Exercise: Extract from the entries below, exactly as given, only the lines from the line containing "pub fn options(&self)" to the line containing "the answer map.", both lines included.
START Task data
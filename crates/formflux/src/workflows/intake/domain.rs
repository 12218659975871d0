use std::collections::BTreeMap;
use std::fmt;

use serde::{Deserialize, Serialize};

pub const CHECKBOX_YES: &str = "Yes";
pub const CHECKBOX_NO: &str = "No";

/// Answer shape accepted by a field. Every consumer matches exhaustively so a new kind
/// is a compile-time change.
#[derive(Debug, Clone, PartialEq, Eq, Serialize, Deserialize)]
#[serde(tag = "type", rename_all = "snake_case")]
pub enum FieldKind {
    Text,
    Radio { options: Vec<String> },
    Checkbox,
}

impl FieldKind {
    pub const fn label(&self) -> &'static str {
        match self {
            Self::Text => "text",
            Self::Radio { .. } => "radio",
            Self::Checkbox => "checkbox",
        }
    }

    /// Choices presented to the client; empty for free text.
    pub fn options(&self) -> Vec<String> {
        match self {
            Self::Text => Vec::new(),
            Self::Radio { options } => options.clone(),
            Self::Checkbox => vec![CHECKBOX_YES.to_string(), CHECKBOX_NO.to_string()],
        }
    }

    /// Validate a raw answer and return the value stored in the answer map.
    pub fn normalize(&self, key: &str, raw: &str) -> Result<String, ValidationError> {
        let trimmed = raw.trim();
        match self {
            Self::Text => {
                if trimmed.is_empty() {
                    Err(ValidationError::EmptyAnswer {
                        field: key.to_string(),
                    })
                } else {
                    Ok(trimmed.to_string())
                }
            }
            Self::Radio { options } => options
                .iter()
                .find(|option| option.trim().eq_ignore_ascii_case(trimmed))
                .cloned()
                .ok_or_else(|| ValidationError::UnknownOption {
                    field: key.to_string(),
                    answer: trimmed.to_string(),
                    options: options.clone(),
                }),
            Self::Checkbox => match trimmed.to_ascii_lowercase().as_str() {
                "yes" | "y" | "true" => Ok(CHECKBOX_YES.to_string()),
                "no" | "n" | "false" => Ok(CHECKBOX_NO.to_string()),
                _ => Err(ValidationError::NotBoolean {
                    field: key.to_string(),
                    answer: trimmed.to_string(),
                }),
            },
        }
    }
}

/// One question in a form.
#[derive(Debug, Clone, PartialEq, Eq, Serialize, Deserialize)]
pub struct FieldDefinition {
    pub key: String,
    pub description: String,
    #[serde(flatten)]
    pub kind: FieldKind,
}

impl FieldDefinition {
    pub fn text(key: &str, description: &str) -> Self {
        Self {
            key: key.to_string(),
            description: description.to_string(),
            kind: FieldKind::Text,
        }
    }

    pub fn checkbox(key: &str, description: &str) -> Self {
        Self {
            key: key.to_string(),
            description: description.to_string(),
            kind: FieldKind::Checkbox,
        }
    }

    pub fn radio(key: &str, description: &str, options: &[&str]) -> Self {
        Self {
            key: key.to_string(),
            description: description.to_string(),
            kind: FieldKind::Radio {
                options: options.iter().map(|option| option.to_string()).collect(),
            },
        }
    }
}

/// Where a form's output template lives. A list means bundle mode.
#[derive(Debug, Clone, PartialEq, Eq, Serialize, Deserialize)]
#[serde(untagged)]
pub enum TemplateRef {
    Single(String),
    Bundle(Vec<String>),
}

/// One fillable document in the catalog.
#[derive(Debug, Clone, PartialEq, Eq, Serialize, Deserialize)]
pub struct FormDefinition {
    pub name: String,
    #[serde(default)]
    pub description: String,
    pub fields: Vec<FieldDefinition>,
    #[serde(default)]
    pub template: Option<TemplateRef>,
    pub recipient: String,
}

impl FormDefinition {
    pub fn is_bundle(&self) -> bool {
        matches!(self.template, Some(TemplateRef::Bundle(_)))
    }

    pub fn field(&self, key: &str) -> Option<&FieldDefinition> {
        self.fields.iter().find(|field| field.key == key)
    }

    pub fn has_field(&self, key: &str) -> bool {
        self.field(key).is_some()
    }
}

/// Field key to submitted value. Keys from every queued form share one map so a key
/// reused across forms carries the same client data.
#[derive(Debug, Clone, Default, PartialEq, Eq, Serialize, Deserialize)]
#[serde(transparent)]
pub struct AnswerMap(BTreeMap<String, String>);

impl AnswerMap {
    pub fn new() -> Self {
        Self::default()
    }

    pub fn get(&self, key: &str) -> Option<&str> {
        self.0.get(key).map(String::as_str)
    }

    pub fn insert(&mut self, key: impl Into<String>, value: impl Into<String>) {
        self.0.insert(key.into(), value.into());
    }

    pub fn contains_key(&self, key: &str) -> bool {
        self.0.contains_key(key)
    }

    pub fn len(&self) -> usize {
        self.0.len()
    }

    pub fn is_empty(&self) -> bool {
        self.0.is_empty()
    }

    pub fn iter(&self) -> impl Iterator<Item = (&str, &str)> {
        self.0.iter().map(|(key, value)| (key.as_str(), value.as_str()))
    }
}

impl<K, V> FromIterator<(K, V)> for AnswerMap
where
    K: Into<String>,
    V: Into<String>,
{
    fn from_iter<I: IntoIterator<Item = (K, V)>>(iter: I) -> Self {
        Self(
            iter.into_iter()
                .map(|(key, value)| (key.into(), value.into()))
                .collect(),
        )
    }
}

#[derive(Debug, Clone, Copy, PartialEq, Eq, Hash, Serialize, Deserialize)]
#[serde(rename_all = "snake_case")]
pub enum ArtifactKind {
    Signature,
    Selfie,
    GovernmentId,
}

impl ArtifactKind {
    /// Exhibit order.
    pub const fn ordered() -> [Self; 3] {
        [Self::Signature, Self::Selfie, Self::GovernmentId]
    }

    pub const fn label(self) -> &'static str {
        match self {
            Self::Signature => "Signature",
            Self::Selfie => "Selfie",
            Self::GovernmentId => "Government ID",
        }
    }

    pub(crate) const fn file_stem(self) -> &'static str {
        match self {
            Self::Signature => "signature",
            Self::Selfie => "selfie",
            Self::GovernmentId => "government_id",
        }
    }
}

/// Identity images captured once per session.
#[derive(Clone, Default, PartialEq, Eq)]
pub struct IdentityArtifacts {
    pub signature: Option<Vec<u8>>,
    pub selfie: Option<Vec<u8>>,
    pub government_id: Option<Vec<u8>>,
}

impl IdentityArtifacts {
    pub fn get(&self, kind: ArtifactKind) -> Option<&[u8]> {
        let slot = match kind {
            ArtifactKind::Signature => &self.signature,
            ArtifactKind::Selfie => &self.selfie,
            ArtifactKind::GovernmentId => &self.government_id,
        };
        slot.as_deref().filter(|bytes| !bytes.is_empty())
    }

    pub fn set(&mut self, kind: ArtifactKind, bytes: Vec<u8>) {
        let slot = match kind {
            ArtifactKind::Signature => &mut self.signature,
            ArtifactKind::Selfie => &mut self.selfie,
            ArtifactKind::GovernmentId => &mut self.government_id,
        };
        *slot = Some(bytes);
    }

    pub fn has(&self, kind: ArtifactKind) -> bool {
        self.get(kind).is_some()
    }

    pub fn present(&self) -> Vec<ArtifactKind> {
        ArtifactKind::ordered()
            .into_iter()
            .filter(|kind| self.has(*kind))
            .collect()
    }
}

impl fmt::Debug for IdentityArtifacts {
    fn fmt(&self, f: &mut fmt::Formatter<'_>) -> fmt::Result {
        let len = |slot: &Option<Vec<u8>>| slot.as_ref().map(Vec::len);
        f.debug_struct("IdentityArtifacts")
            .field("signature_bytes", &len(&self.signature))
            .field("selfie_bytes", &len(&self.selfie))
            .field("government_id_bytes", &len(&self.government_id))
            .finish()
    }
}

/// How a field key that already appeared in an earlier queued form is handled.
#[derive(Debug, Clone, Copy, Default, PartialEq, Eq, Serialize, Deserialize)]
#[serde(rename_all = "snake_case")]
pub enum SharedFieldPolicy {
    /// Skip the repeat and keep the earlier answer.
    #[default]
    Reuse,
    /// Ask again with the earlier answer pre-filled.
    Reprompt,
}

impl SharedFieldPolicy {
    pub fn parse(value: &str) -> Option<Self> {
        match value.trim().to_ascii_lowercase().as_str() {
            "reuse" | "prefill" => Some(Self::Reuse),
            "reprompt" | "ask" => Some(Self::Reprompt),
            _ => None,
        }
    }
}

/// Rejected client input. The session never changes state when one of these is raised.
#[derive(Debug, Clone, PartialEq, Eq, thiserror::Error)]
pub enum ValidationError {
    #[error("an answer is required for '{field}'")]
    EmptyAnswer { field: String },
    #[error("'{answer}' is not a valid choice for '{field}' (expected one of {options:?})")]
    UnknownOption {
        field: String,
        answer: String,
        options: Vec<String>,
    },
    #[error("'{answer}' is not a yes/no answer for '{field}'")]
    NotBoolean { field: String, answer: String },
    #[error("{} is required", .0.label())]
    MissingArtifact(ArtifactKind),
}

#[cfg(test)]
mod tests {
    use super::*;

    #[test]
    fn text_rejects_blank_and_trims() {
        let kind = FieldKind::Text;
        assert!(matches!(
            kind.normalize("name", "   "),
            Err(ValidationError::EmptyAnswer { .. })
        ));
        assert_eq!(kind.normalize("name", " Jane Doe ").unwrap(), "Jane Doe");
    }

    #[test]
    fn radio_returns_canonical_option() {
        let kind = FieldKind::Radio {
            options: vec!["Flat Fee".to_string(), "Hourly".to_string()],
        };
        assert_eq!(kind.normalize("fee", "hourly").unwrap(), "Hourly");
        assert!(matches!(
            kind.normalize("fee", "Contingency"),
            Err(ValidationError::UnknownOption { .. })
        ));
    }

    #[test]
    fn checkbox_maps_boolean_words() {
        let kind = FieldKind::Checkbox;
        assert_eq!(kind.normalize("over18", "true").unwrap(), CHECKBOX_YES);
        assert_eq!(kind.normalize("over18", "NO").unwrap(), CHECKBOX_NO);
        assert!(kind.normalize("over18", "maybe").is_err());
        assert_eq!(kind.options(), vec!["Yes", "No"]);
    }

    #[test]
    fn field_definitions_deserialize_with_inline_type_tag() {
        let json = r#"{"key":"fee","description":"Fee","type":"radio","options":["A","B"]}"#;
        let field: FieldDefinition = serde_json::from_str(json).expect("field parses");
        assert_eq!(field, FieldDefinition::radio("fee", "Fee", &["A", "B"]));
    }

    #[test]
    fn template_ref_accepts_single_or_list() {
        let single: TemplateRef = serde_json::from_str(r#""intake.json""#).unwrap();
        assert_eq!(single, TemplateRef::Single("intake.json".to_string()));
        let bundle: TemplateRef = serde_json::from_str(r#"["a.json","b.json"]"#).unwrap();
        assert!(matches!(bundle, TemplateRef::Bundle(paths) if paths.len() == 2));
    }

    #[test]
    fn empty_artifacts_count_as_absent() {
        let mut artifacts = IdentityArtifacts::default();
        artifacts.set(ArtifactKind::Selfie, Vec::new());
        artifacts.set(ArtifactKind::GovernmentId, vec![1, 2, 3]);
        assert!(!artifacts.has(ArtifactKind::Selfie));
        assert_eq!(artifacts.present(), vec![ArtifactKind::GovernmentId]);
    }
}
END Task data
Finished task:
    pub fn options(&self) -> Vec<String> {
        match self {
            Self::Text => Vec::new(),
            Self::Radio { options } => options.clone(),
            Self::Checkbox => vec![CHECKBOX_YES.to_string(), CHECKBOX_NO.to_string()],
        }
    }

    /// Validate a raw answer and return the value stored in the answer map.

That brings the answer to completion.